### Work task:
Each entry below is to be copied out exactly and in full.

(Saved data entries)
▬▬▬▬▬▬▬▬▬▬

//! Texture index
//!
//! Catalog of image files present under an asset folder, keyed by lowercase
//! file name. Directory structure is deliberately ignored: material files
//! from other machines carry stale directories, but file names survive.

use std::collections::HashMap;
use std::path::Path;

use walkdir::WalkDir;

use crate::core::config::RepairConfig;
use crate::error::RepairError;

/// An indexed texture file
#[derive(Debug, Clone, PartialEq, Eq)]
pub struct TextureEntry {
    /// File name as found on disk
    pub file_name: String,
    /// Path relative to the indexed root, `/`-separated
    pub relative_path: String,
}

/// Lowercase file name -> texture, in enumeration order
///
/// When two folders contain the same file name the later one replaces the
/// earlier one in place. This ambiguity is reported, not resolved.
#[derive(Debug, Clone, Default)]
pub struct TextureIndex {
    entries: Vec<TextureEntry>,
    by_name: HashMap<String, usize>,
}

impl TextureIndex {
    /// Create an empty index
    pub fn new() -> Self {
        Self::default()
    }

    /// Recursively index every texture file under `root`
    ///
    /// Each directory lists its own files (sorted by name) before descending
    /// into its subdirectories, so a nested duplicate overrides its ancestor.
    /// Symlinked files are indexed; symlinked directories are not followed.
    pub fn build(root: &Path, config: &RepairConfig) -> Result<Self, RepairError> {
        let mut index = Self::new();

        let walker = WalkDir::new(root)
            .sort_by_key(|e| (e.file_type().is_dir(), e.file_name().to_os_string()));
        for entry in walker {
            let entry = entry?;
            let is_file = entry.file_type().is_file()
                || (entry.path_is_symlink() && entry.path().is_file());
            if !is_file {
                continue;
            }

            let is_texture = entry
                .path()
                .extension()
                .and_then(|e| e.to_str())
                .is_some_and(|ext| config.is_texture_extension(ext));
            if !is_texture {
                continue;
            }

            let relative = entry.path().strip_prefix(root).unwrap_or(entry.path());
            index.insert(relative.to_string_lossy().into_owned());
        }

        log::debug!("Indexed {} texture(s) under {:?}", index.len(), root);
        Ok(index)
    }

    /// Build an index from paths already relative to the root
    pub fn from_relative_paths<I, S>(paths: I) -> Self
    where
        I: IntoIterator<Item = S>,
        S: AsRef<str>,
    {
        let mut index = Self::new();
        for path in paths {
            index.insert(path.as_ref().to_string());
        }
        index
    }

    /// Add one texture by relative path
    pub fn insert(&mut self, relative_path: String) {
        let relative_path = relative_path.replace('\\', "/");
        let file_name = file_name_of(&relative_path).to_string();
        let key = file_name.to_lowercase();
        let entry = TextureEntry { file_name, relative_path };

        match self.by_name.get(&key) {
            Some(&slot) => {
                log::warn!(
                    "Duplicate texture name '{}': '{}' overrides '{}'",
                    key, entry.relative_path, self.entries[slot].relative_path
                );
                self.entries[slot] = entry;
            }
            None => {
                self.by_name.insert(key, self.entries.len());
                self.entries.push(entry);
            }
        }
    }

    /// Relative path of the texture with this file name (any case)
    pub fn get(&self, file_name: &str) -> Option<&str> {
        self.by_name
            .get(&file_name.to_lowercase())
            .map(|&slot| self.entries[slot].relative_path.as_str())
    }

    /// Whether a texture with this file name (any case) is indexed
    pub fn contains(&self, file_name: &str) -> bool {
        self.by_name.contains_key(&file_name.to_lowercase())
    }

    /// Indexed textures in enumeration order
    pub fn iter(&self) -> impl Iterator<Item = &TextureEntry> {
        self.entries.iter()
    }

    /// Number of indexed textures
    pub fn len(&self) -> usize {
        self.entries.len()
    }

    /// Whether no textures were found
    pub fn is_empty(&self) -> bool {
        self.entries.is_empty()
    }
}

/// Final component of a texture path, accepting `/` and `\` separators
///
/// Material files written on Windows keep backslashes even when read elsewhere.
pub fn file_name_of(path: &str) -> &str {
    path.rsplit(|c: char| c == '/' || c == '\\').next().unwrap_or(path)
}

▬▬▬▬▬▬▬▬▬▬

### Your solution:
//! Texture index
//!
//! Catalog of image files present under an asset folder, keyed by lowercase
//! file name. Directory structure is deliberately ignored: material files
//! from other machines carry stale directories, but file names survive.

use std::collections::HashMap;
use std::path::Path;

use walkdir::WalkDir;

use crate::core::config::RepairConfig;
use crate::error::RepairError;

/// An indexed texture file
#[derive(Debug, Clone, PartialEq, Eq)]
pub struct TextureEntry {
    /// File name as found on disk
    pub file_name: String,
    /// Path relative to the indexed root, `/`-separated
    pub relative_path: String,
}

/// Lowercase file name -> texture, in enumeration order
///
/// When two folders contain the same file name the later one replaces the
/// earlier one in place. This ambiguity is reported, not resolved.
#[derive(Debug, Clone, Default)]
pub struct TextureIndex {
    entries: Vec<TextureEntry>,
    by_name: HashMap<String, usize>,
}

impl TextureIndex {
    /// Create an empty index
    pub fn new() -> Self {
        Self::default()
    }

    /// Recursively index every texture file under `root`
    ///
    /// Each directory lists its own files (sorted by name) before descending
    /// into its subdirectories, so a nested duplicate overrides its ancestor.
    /// Symlinked files are indexed; symlinked directories are not followed.
    pub fn build(root: &Path, config: &RepairConfig) -> Result<Self, RepairError> {
        let mut index = Self::new();

        let walker = WalkDir::new(root)
            .sort_by_key(|e| (e.file_type().is_dir(), e.file_name().to_os_string()));
        for entry in walker {
            let entry = entry?;
            let is_file = entry.file_type().is_file()
                || (entry.path_is_symlink() && entry.path().is_file());
            if !is_file {
                continue;
            }

            let is_texture = entry
                .path()
                .extension()
                .and_then(|e| e.to_str())
                .is_some_and(|ext| config.is_texture_extension(ext));
            if !is_texture {
                continue;
            }

            let relative = entry.path().strip_prefix(root).unwrap_or(entry.path());
            index.insert(relative.to_string_lossy().into_owned());
        }

        log::debug!("Indexed {} texture(s) under {:?}", index.len(), root);
        Ok(index)
    }

    /// Build an index from paths already relative to the root
    pub fn from_relative_paths<I, S>(paths: I) -> Self
    where
        I: IntoIterator<Item = S>,
        S: AsRef<str>,
    {
        let mut index = Self::new();
        for path in paths {
            index.insert(path.as_ref().to_string());
        }
        index
    }

    /// Add one texture by relative path
    pub fn insert(&mut self, relative_path: String) {
        let relative_path = relative_path.replace('\\', "/");
        let file_name = file_name_of(&relative_path).to_string();
        let key = file_name.to_lowercase();
        let entry = TextureEntry { file_name, relative_path };

        match self.by_name.get(&key) {
            Some(&slot) => {
                log::warn!(
                    "Duplicate texture name '{}': '{}' overrides '{}'",
                    key, entry.relative_path, self.entries[slot].relative_path
                );
                self.entries[slot] = entry;
            }
            None => {
                self.by_name.insert(key, self.entries.len());
                self.entries.push(entry);
            }
        }
    }

    /// Relative path of the texture with this file name (any case)
    pub fn get(&self, file_name: &str) -> Option<&str> {
        self.by_name
            .get(&file_name.to_lowercase())
            .map(|&slot| self.entries[slot].relative_path.as_str())
    }

    /// Whether a texture with this file name (any case) is indexed
    pub fn contains(&self, file_name: &str) -> bool {
        self.by_name.contains_key(&file_name.to_lowercase())
    }

    /// Indexed textures in enumeration order
    pub fn iter(&self) -> impl Iterator<Item = &TextureEntry> {
        self.entries.iter()
    }

    /// Number of indexed textures
    pub fn len(&self) -> usize {
        self.entries.len()
    }

    /// Whether no textures were found
    pub fn is_empty(&self) -> bool {
        self.entries.is_empty()
    }
}

/// Final component of a texture path, accepting `/` and `\` separators
///
/// Material files written on Windows keep backslashes even when read elsewhere.
pub fn file_name_of(path: &str) -> &str {
    path.rsplit(|c: char| c == '/' || c == '\\').next().unwrap_or(path)
}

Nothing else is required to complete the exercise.